■ Task objective
Reproduce exactly the lines below, from the first through the one containing "the destination; this", and nothing more.
——
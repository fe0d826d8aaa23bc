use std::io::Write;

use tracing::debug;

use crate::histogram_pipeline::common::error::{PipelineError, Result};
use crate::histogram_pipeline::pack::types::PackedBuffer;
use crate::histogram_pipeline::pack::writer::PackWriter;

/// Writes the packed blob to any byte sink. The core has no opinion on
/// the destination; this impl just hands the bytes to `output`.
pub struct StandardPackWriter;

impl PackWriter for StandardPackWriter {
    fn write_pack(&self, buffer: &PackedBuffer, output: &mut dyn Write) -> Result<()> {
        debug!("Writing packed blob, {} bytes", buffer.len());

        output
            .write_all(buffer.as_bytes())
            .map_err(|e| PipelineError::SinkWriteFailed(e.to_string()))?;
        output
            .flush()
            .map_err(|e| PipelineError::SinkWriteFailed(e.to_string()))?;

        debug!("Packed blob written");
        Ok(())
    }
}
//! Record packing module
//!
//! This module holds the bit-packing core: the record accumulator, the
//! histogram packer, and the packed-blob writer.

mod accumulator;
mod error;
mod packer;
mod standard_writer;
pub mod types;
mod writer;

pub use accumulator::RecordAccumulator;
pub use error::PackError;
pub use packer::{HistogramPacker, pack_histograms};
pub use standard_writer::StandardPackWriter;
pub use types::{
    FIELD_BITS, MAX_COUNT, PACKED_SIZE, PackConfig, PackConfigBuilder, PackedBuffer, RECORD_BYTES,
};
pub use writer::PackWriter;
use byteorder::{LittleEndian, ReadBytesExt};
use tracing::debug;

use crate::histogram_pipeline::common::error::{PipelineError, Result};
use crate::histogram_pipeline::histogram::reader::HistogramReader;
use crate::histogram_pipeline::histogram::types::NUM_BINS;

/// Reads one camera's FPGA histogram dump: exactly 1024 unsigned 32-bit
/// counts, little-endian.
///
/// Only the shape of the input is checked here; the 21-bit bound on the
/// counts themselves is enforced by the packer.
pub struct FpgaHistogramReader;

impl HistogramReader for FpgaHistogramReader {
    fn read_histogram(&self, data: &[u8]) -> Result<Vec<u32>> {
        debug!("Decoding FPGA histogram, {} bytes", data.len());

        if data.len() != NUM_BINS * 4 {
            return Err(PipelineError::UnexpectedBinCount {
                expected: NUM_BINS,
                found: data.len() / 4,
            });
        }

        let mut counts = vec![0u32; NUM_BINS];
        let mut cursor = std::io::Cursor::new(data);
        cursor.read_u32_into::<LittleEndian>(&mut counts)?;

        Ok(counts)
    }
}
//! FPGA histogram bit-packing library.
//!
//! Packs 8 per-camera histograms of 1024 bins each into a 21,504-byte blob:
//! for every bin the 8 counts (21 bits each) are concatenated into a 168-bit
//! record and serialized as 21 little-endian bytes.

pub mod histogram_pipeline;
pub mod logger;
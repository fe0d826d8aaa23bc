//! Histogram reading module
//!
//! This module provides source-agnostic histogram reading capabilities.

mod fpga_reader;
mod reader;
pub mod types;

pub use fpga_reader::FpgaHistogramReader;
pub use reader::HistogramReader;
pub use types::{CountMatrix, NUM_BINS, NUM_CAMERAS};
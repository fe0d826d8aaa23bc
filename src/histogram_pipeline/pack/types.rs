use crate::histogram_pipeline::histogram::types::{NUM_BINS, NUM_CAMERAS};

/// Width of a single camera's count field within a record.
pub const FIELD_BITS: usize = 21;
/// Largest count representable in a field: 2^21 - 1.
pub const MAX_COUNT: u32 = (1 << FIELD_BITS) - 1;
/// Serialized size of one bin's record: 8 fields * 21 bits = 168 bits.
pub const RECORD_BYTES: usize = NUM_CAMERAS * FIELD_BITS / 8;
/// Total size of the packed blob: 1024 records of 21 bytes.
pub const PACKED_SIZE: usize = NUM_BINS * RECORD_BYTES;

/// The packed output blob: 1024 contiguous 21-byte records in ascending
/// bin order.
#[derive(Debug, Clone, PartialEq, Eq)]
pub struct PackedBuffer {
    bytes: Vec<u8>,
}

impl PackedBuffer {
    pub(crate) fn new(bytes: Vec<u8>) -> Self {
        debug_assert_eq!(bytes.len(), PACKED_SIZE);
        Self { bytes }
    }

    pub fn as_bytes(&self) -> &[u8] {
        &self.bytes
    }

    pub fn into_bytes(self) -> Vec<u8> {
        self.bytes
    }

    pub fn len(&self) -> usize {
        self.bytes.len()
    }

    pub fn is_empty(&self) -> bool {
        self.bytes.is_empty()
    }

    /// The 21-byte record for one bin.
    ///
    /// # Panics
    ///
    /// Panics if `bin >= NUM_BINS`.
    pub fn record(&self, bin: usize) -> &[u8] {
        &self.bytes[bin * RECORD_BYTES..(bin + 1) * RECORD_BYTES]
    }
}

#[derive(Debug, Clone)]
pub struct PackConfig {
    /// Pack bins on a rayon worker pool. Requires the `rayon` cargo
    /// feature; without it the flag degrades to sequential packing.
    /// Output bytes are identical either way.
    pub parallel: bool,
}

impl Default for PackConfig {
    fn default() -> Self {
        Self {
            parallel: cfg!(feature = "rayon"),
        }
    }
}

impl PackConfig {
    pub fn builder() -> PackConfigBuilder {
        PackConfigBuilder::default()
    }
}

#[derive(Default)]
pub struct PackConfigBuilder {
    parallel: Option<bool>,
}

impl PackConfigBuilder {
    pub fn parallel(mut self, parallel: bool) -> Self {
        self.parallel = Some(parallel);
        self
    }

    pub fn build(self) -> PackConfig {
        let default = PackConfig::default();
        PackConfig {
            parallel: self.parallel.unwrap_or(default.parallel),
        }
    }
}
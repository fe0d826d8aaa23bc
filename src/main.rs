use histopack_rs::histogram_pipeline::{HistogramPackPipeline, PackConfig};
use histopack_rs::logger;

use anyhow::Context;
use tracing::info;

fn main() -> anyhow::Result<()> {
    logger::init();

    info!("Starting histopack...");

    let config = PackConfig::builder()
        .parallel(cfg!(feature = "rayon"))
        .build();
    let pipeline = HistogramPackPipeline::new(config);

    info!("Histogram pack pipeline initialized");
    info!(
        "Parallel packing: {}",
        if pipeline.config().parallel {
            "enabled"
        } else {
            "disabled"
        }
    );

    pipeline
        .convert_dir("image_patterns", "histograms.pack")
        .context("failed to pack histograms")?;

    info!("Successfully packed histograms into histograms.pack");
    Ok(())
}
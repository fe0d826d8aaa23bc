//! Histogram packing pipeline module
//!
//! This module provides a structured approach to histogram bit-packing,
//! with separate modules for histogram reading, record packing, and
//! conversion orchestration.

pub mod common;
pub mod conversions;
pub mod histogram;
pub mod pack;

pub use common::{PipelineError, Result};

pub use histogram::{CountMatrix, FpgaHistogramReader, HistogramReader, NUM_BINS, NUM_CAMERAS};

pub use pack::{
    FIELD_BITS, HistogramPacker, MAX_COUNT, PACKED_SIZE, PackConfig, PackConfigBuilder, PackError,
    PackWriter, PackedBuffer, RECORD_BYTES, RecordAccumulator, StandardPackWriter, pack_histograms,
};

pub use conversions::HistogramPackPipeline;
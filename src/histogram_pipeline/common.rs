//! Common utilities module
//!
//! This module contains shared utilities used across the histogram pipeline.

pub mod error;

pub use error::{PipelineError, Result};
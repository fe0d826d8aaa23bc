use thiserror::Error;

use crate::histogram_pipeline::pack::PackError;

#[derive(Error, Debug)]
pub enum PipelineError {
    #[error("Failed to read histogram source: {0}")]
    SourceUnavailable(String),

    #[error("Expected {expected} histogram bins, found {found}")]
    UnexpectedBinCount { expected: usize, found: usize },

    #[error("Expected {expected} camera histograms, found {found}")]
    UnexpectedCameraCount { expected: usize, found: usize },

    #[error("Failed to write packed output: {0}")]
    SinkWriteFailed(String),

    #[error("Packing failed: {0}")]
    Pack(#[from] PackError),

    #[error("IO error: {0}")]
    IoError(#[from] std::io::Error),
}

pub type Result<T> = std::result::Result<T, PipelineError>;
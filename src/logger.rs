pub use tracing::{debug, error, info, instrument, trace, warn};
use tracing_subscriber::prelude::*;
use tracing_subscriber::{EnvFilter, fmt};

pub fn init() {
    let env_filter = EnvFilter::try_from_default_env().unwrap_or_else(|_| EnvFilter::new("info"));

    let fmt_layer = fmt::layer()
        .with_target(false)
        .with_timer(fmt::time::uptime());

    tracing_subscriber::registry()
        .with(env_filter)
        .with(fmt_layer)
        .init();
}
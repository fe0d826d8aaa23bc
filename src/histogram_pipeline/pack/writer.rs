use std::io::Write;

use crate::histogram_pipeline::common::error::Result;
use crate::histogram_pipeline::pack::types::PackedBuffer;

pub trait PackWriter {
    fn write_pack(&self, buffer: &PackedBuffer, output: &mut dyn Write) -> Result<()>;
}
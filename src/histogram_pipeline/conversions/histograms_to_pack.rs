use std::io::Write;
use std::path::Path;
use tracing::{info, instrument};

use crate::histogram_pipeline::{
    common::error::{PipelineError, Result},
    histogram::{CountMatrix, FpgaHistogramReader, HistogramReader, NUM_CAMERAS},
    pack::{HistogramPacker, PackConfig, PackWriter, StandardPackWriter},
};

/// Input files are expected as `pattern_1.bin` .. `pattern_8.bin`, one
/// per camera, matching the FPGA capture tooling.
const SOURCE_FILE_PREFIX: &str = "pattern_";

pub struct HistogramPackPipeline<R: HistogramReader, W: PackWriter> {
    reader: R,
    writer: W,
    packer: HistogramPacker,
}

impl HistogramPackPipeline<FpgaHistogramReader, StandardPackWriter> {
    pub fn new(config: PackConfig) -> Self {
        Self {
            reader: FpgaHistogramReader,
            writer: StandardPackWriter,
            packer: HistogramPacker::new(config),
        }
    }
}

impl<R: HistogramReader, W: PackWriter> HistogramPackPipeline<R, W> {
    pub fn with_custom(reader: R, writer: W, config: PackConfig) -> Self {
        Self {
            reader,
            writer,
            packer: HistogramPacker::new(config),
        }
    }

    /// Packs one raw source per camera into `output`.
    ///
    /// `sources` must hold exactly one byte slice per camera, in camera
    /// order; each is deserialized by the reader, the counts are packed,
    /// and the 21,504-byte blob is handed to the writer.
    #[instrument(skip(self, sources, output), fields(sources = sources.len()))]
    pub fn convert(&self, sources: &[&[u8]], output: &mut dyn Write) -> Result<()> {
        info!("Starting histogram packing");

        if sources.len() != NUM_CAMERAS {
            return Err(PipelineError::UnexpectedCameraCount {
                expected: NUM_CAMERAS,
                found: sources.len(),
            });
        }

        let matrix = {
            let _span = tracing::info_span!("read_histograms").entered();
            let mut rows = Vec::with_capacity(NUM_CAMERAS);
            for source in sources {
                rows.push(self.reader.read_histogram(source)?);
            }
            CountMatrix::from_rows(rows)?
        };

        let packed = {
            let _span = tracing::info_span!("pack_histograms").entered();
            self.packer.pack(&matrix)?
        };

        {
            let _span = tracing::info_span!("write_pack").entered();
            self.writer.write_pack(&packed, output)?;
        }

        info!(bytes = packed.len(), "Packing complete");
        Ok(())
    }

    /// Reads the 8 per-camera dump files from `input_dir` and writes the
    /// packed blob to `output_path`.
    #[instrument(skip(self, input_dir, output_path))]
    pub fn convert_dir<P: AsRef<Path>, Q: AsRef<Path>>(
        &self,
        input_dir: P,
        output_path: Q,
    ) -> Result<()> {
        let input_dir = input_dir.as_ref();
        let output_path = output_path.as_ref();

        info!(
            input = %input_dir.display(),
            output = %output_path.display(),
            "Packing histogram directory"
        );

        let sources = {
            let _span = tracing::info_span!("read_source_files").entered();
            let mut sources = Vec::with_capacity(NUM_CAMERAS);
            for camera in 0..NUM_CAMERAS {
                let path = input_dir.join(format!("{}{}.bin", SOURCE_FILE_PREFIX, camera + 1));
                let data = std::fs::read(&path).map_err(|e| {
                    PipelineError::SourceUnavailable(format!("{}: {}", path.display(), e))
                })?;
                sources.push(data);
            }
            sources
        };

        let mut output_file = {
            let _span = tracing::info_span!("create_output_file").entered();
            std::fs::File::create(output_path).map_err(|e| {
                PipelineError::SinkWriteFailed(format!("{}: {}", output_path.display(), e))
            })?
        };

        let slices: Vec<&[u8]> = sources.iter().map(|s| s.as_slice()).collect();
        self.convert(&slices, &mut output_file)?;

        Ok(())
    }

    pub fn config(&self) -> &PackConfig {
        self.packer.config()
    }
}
——
■ Task output
repository fe0d826d8aaa23bc
use std::io::Write;

use tracing::debug;

use crate::histogram_pipeline::common::error::{PipelineError, Result};
use crate::histogram_pipeline::pack::types::PackedBuffer;
use crate::histogram_pipeline::pack::writer::PackWriter;

/// Writes the packed blob to any byte sink. The core has no opinion on
/// the destination; this impl just hands the bytes to `output`.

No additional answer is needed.